Corn Oil Vs. Canola Oil: SPICEography Showdown

Corn oil and canola oil are known for being mild-tasting and healthy cooking oils. How different are they from each other? Do they have any similarities? Let’s compare them in the SPICEography Showdown below.

How does corn oil differ from canola oil?

Corn oil and canola oil come from two unrelated plants. Corn oil is extracted from maize; a cereal grain first domesticated thousands of years ago in what would eventually become Mexico.

Canola oil comes from a kind of rapeseed, which is a member of the Brassica family along with mustard and cabbages. The variety that provides canola oil is a relatively new plant. It was developed by Canadian scientists in the middle of the 20th century. Its name is short for Canadian oil, low acid.

Corn oil and canola oil differ in their appearance. Corn oil typically has a deep yellow appearance, while canola oil is a lighter yellow.

You will find flavor differences between the two oils. Corn oil – including refined corn oil – has a very light flavor that is often described as buttery and which may also be likened to the taste of cornbread. Canola oil is closer to being a completely neutral cooking oil, which means that it is almost tasteless.

Corn oil and canola oil are both good sources of monounsaturated and polyunsaturated fat. With cooking oils, the more monounsaturated fat a particular cooking oil has, the healthier it will be. Corn oil has half as much monounsaturated fat as canola oil. Even though both oils are low in saturated fat, corn oil does have twice as much of it as canola oil.

Can you use corn oil as a canola oil substitute and vice versa?

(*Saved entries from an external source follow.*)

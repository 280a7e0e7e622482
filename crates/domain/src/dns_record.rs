use serde::{Deserialize, Serialize};
use std::fmt;
use std::str::FromStr;

/// DNS record types a lookup can ask for.
///
/// Types the lookup core has no special knowledge of are carried through
/// as `Unknown(code)` so the resolver engine still receives the exact wire value.
#[derive(Debug, Clone, Copy, PartialEq, Eq, Hash, Serialize, Deserialize)]
#[serde(into = "String", try_from = "String")]
pub enum RecordType {
    A,
    NS,
    CNAME,
    SOA,
    PTR,
    MX,
    TXT,
    AAAA,
    SRV,
    NAPTR,
    DS,
    DNSKEY,
    SVCB,
    HTTPS,
    CAA,
    ANY,
    Unknown(u16),
}

impl RecordType {
    pub fn as_str(&self) -> &'static str {
        match self {
            RecordType::A => "A",
            RecordType::NS => "NS",
            RecordType::CNAME => "CNAME",
            RecordType::SOA => "SOA",
            RecordType::PTR => "PTR",
            RecordType::MX => "MX",
            RecordType::TXT => "TXT",
            RecordType::AAAA => "AAAA",
            RecordType::SRV => "SRV",
            RecordType::NAPTR => "NAPTR",
            RecordType::DS => "DS",
            RecordType::DNSKEY => "DNSKEY",
            RecordType::SVCB => "SVCB",
            RecordType::HTTPS => "HTTPS",
            RecordType::CAA => "CAA",
            RecordType::ANY => "ANY",
            RecordType::Unknown(_) => "UNKNOWN",
        }
    }

    /// Convert from wire format number (RFC 1035)
    ///
    /// Unlisted values are preserved as `Unknown`.
    pub fn from_u16(value: u16) -> Self {
        match value {
            1 => RecordType::A,
            2 => RecordType::NS,
            5 => RecordType::CNAME,
            6 => RecordType::SOA,
            12 => RecordType::PTR,
            15 => RecordType::MX,
            16 => RecordType::TXT,
            28 => RecordType::AAAA,
            33 => RecordType::SRV,
            35 => RecordType::NAPTR,
            43 => RecordType::DS,
            48 => RecordType::DNSKEY,
            64 => RecordType::SVCB,
            65 => RecordType::HTTPS,
            255 => RecordType::ANY,
            257 => RecordType::CAA,
            other => RecordType::Unknown(other),
        }
    }

    /// Convert to wire format number
    pub fn to_u16(&self) -> u16 {
        match self {
            RecordType::A => 1,
            RecordType::NS => 2,
            RecordType::CNAME => 5,
            RecordType::SOA => 6,
            RecordType::PTR => 12,
            RecordType::MX => 15,
            RecordType::TXT => 16,
            RecordType::AAAA => 28,
            RecordType::SRV => 33,
            RecordType::NAPTR => 35,
            RecordType::DS => 43,
            RecordType::DNSKEY => 48,
            RecordType::SVCB => 64,
            RecordType::HTTPS => 65,
            RecordType::ANY => 255,
            RecordType::CAA => 257,
            RecordType::Unknown(code) => *code,
        }
    }

    /// True for the two address-family types (A and AAAA).
    pub fn is_address(&self) -> bool {
        matches!(self, RecordType::A | RecordType::AAAA)
    }

    /// The other address-family type: A ↔ AAAA.
    pub fn address_complement(&self) -> Option<RecordType> {
        match self {
            RecordType::A => Some(RecordType::AAAA),
            RecordType::AAAA => Some(RecordType::A),
            _ => None,
        }
    }
}

impl fmt::Display for RecordType {
    fn fmt(&self, f: &mut fmt::Formatter<'_>) -> fmt::Result {
        match self {
            RecordType::Unknown(code) => write!(f, "TYPE{}", code),
            other => write!(f, "{}", other.as_str()),
        }
    }
}

impl FromStr for RecordType {
    type Err = String;

    /// Accepts mnemonics (case-insensitive) and the RFC 3597 `TYPEnnn` form.
    fn from_str(s: &str) -> Result<Self, Self::Err> {
        let upper = s.to_uppercase();
        match upper.as_str() {
            "A" => Ok(RecordType::A),
            "NS" => Ok(RecordType::NS),
            "CNAME" => Ok(RecordType::CNAME),
            "SOA" => Ok(RecordType::SOA),
            "PTR" => Ok(RecordType::PTR),
            "MX" => Ok(RecordType::MX),
            "TXT" => Ok(RecordType::TXT),
            "AAAA" => Ok(RecordType::AAAA),
            "SRV" => Ok(RecordType::SRV),
            "NAPTR" => Ok(RecordType::NAPTR),
            "DS" => Ok(RecordType::DS),
            "DNSKEY" => Ok(RecordType::DNSKEY),
            "SVCB" => Ok(RecordType::SVCB),
            "HTTPS" => Ok(RecordType::HTTPS),
            "CAA" => Ok(RecordType::CAA),
            "ANY" => Ok(RecordType::ANY),
            _ => upper
                .strip_prefix("TYPE")
                .and_then(|code| code.parse::<u16>().ok())
                .map(RecordType::from_u16)
                .ok_or_else(|| format!("Invalid record type: {}", s)),
        }
    }
}

impl From<RecordType> for String {
    fn from(value: RecordType) -> Self {
        value.to_string()
    }
}

impl TryFrom<String> for RecordType {
    type Error = String;

    fn try_from(value: String) -> Result<Self, Self::Error> {
        value.parse()
    }
}

/// DNS class of a question. Lookups issued by the core always use `IN`.
#[derive(Debug, Clone, Copy, Default, PartialEq, Eq, Hash, Serialize, Deserialize)]
pub enum RecordClass {
    #[default]
    IN,
    CH,
    HS,
    Unknown(u16),
}

impl RecordClass {
    pub fn from_u16(value: u16) -> Self {
        match value {
            1 => RecordClass::IN,
            3 => RecordClass::CH,
            4 => RecordClass::HS,
            other => RecordClass::Unknown(other),
        }
    }

    pub fn to_u16(&self) -> u16 {
        match self {
            RecordClass::IN => 1,
            RecordClass::CH => 3,
            RecordClass::HS => 4,
            RecordClass::Unknown(code) => *code,
        }
    }
}

impl fmt::Display for RecordClass {
    fn fmt(&self, f: &mut fmt::Formatter<'_>) -> fmt::Result {
        match self {
            RecordClass::IN => write!(f, "IN"),
            RecordClass::CH => write!(f, "CH"),
            RecordClass::HS => write!(f, "HS"),
            RecordClass::Unknown(code) => write!(f, "CLASS{}", code),
        }
    }
}
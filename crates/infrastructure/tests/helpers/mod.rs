#![allow(dead_code)]

use ferrous_lookup_application::ports::{ExternalHandle, ResolverEngine};
use ferrous_lookup_application::{Completion, CompletionCallback, LookupContext, LookupDriver};
use ferrous_lookup_domain::{
    DomainError, LocalRecord, LookupConfig, RecordClass, RecordType,
};
use ferrous_lookup_infrastructure::{
    BudgetAllocator, EngineEvent, EventLoop, LocalRecordsEngine, TokioReactor,
};
use std::sync::atomic::{AtomicU64, Ordering};
use std::sync::{Arc, Mutex};
use std::time::Duration;
use tokio::sync::{mpsc, oneshot};

pub fn init_tracing() {
    let _ = tracing_subscriber::fmt()
        .with_test_writer()
        .with_max_level(tracing::Level::DEBUG)
        .try_init();
}

pub fn local_record(hostname: &str, ip: &str) -> LocalRecord {
    LocalRecord {
        hostname: hostname.into(),
        domain: None,
        ip: ip.into(),
        ttl: None,
    }
}

pub fn home_records() -> Vec<LocalRecord> {
    vec![
        local_record("nas", "192.168.1.10"),
        local_record("nas", "fd00::10"),
        local_record("printer", "192.168.1.20"),
    ]
}

/// Engine that accepts every dispatch and never answers.
#[derive(Default)]
pub struct SilentEngine {
    next_handle: AtomicU64,
    canceled: Mutex<Vec<ExternalHandle>>,
}

impl SilentEngine {
    pub fn canceled(&self) -> Vec<ExternalHandle> {
        self.canceled.lock().unwrap().clone()
    }
}

impl ResolverEngine for SilentEngine {
    fn dispatch(
        &self,
        _name: &str,
        _record_type: RecordType,
        _record_class: RecordClass,
    ) -> Result<ExternalHandle, DomainError> {
        Ok(ExternalHandle(self.next_handle.fetch_add(1, Ordering::Relaxed) + 1))
    }

    fn cancel(&self, handle: ExternalHandle) {
        self.canceled.lock().unwrap().push(handle);
    }
}

pub struct Runtime {
    pub allocator: Arc<BudgetAllocator>,
    pub reactor: Arc<TokioReactor>,
    pub event_loop: EventLoop,
}

impl Runtime {
    pub fn local(config: LookupConfig, latency: Duration) -> Self {
        let (engine, answers) =
            LocalRecordsEngine::new(&home_records(), Some("home.lan")).unwrap();
        Self::build(config, Arc::new(engine.with_latency(latency)), answers)
    }

    /// Wires a silent engine; the returned sender keeps the answer channel open.
    pub fn silent(config: LookupConfig) -> (Self, Arc<SilentEngine>, mpsc::UnboundedSender<EngineEvent>) {
        let engine = Arc::new(SilentEngine::default());
        let (sender, answers) = mpsc::unbounded_channel();
        let runtime = Self::build(config, engine.clone(), answers);
        (runtime, engine, sender)
    }

    fn build(
        config: LookupConfig,
        engine: Arc<dyn ResolverEngine>,
        answers: mpsc::UnboundedReceiver<EngineEvent>,
    ) -> Self {
        init_tracing();
        let allocator = Arc::new(BudgetAllocator::unbounded());
        let reactor = Arc::new(TokioReactor::new());
        let context = LookupContext::new(allocator.clone(), engine, reactor.clone())
            .with_config(config);
        Self {
            allocator,
            reactor: reactor.clone(),
            event_loop: EventLoop::new(LookupDriver::new(context), reactor, answers),
        }
    }

    pub fn driver(&mut self) -> &mut LookupDriver {
        self.event_loop.driver_mut()
    }
}

pub fn oneshot_callback() -> (CompletionCallback, oneshot::Receiver<Completion>) {
    let (tx, rx) = oneshot::channel();
    let callback: CompletionCallback = Box::new(move |completion| {
        let _ = tx.send(completion);
    });
    (callback, rx)
}
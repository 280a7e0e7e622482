use crate::request::RequestId;
use ferrous_lookup_domain::DomainError;
use std::time::Duration;

#[derive(Debug, Clone, Copy, PartialEq, Eq, Hash)]
pub struct TimerHandle(pub u64);

#[derive(Debug, Clone, Copy, PartialEq, Eq, Hash)]
pub enum TimerKind {
    /// Deadline for the whole request.
    Timeout,
    /// Zero-delay timer used to deliver a completion from reactor context.
    LocalCallback,
}

/// What the reactor hands back when a timer fires.
#[derive(Debug, Clone, Copy, PartialEq, Eq, Hash)]
pub struct TimerToken {
    pub request: RequestId,
    pub kind: TimerKind,
}

/// Timer primitives of the event loop the lookups run on.
///
/// Both calls are made from the reactor's own callback context only.
/// `disarm_timer` on a handle that already fired or was already disarmed is a no-op.
pub trait Reactor: Send + Sync {
    fn arm_timer(&self, deadline: Duration, token: TimerToken) -> Result<TimerHandle, DomainError>;

    fn disarm_timer(&self, handle: TimerHandle);
}
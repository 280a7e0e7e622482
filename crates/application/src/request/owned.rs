use crate::ports::{Allocation, SharedAllocator, TimerHandle};
use compact_str::CompactString;
use ferrous_lookup_domain::{DomainError, Extensions, ResourceKind};

// Fields drop in declaration order, so each value is gone before its lease.

pub(crate) struct OwnedName {
    value: CompactString,
    _allocation: Allocation,
}

impl OwnedName {
    pub(crate) fn copy(allocator: &SharedAllocator, name: &str) -> Result<Self, DomainError> {
        let allocation = Allocation::acquire(allocator, ResourceKind::NameBuffer, name.len() + 1)?;
        Ok(Self {
            value: CompactString::from(name),
            _allocation: allocation,
        })
    }

    pub(crate) fn as_str(&self) -> &str {
        self.value.as_str()
    }
}

pub(crate) struct OwnedExtensions {
    value: Extensions,
    _allocation: Allocation,
}

impl OwnedExtensions {
    pub(crate) fn deep_copy(
        allocator: &SharedAllocator,
        extensions: &Extensions,
    ) -> Result<Self, DomainError> {
        let allocation =
            Allocation::acquire(allocator, ResourceKind::Extensions, extensions.footprint())?;
        Ok(Self {
            value: extensions.deep_copy(),
            _allocation: allocation,
        })
    }

    pub(crate) fn value(&self) -> &Extensions {
        &self.value
    }
}

pub(crate) struct ArmedTimer {
    handle: TimerHandle,
    _allocation: Allocation,
}

impl ArmedTimer {
    pub(crate) fn new(handle: TimerHandle, allocation: Allocation) -> Self {
        Self {
            handle,
            _allocation: allocation,
        }
    }

    pub(crate) fn handle(&self) -> TimerHandle {
        self.handle
    }
}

Corn oil is one of the best substitutes for canola oil for a few reasons. Corn oil has a mild enough flavor profile to not stand out too obviously in a dish that would normally be made with canola oil. It does have a buttery note that you won’t get from canola oil, which means that you may notice it in mildly flavored dishes and some baked goods.

In dishes with more robust flavors, it will be virtually indistinguishable from canola oil. It may not always be a perfect substitute, but it should be a reasonably good one in most recipes. The smoke point is not an issue since both of these oils will start smoking at about the same temperature.

Even though corn oil’s buttery flavor is generally considered an asset, it is rarely ever used because of it. In other words, it is not an important element in most dishes. Usually, a neutral oil is what cooks want when corn oil is required. As a result, canola oil’s ultra-neutral flavor profile makes it an excellent corn oil substitute in most dishes.

When should you use corn oil, and when should you use canola oil?

If you want the most benefit from its buttery flavor profile, use corn oil for shallow frying. It also works for Asian-style stir-frying, as a deep-frying oil or in raw preparations like vinaigrettes. Corn oil is also great for baking items where the buttery flavor won’t be out of place. Cornbread, cookies, and similar items are great examples of dishes that can benefit from it.

Because of how neutral it is, canola oil may be slightly better than corn oil for dishes where you want the ingredients to be the star and not the oil. Canola oil is excellent for stir-frying or deep-frying dishes, even those with mild-tasting ingredients.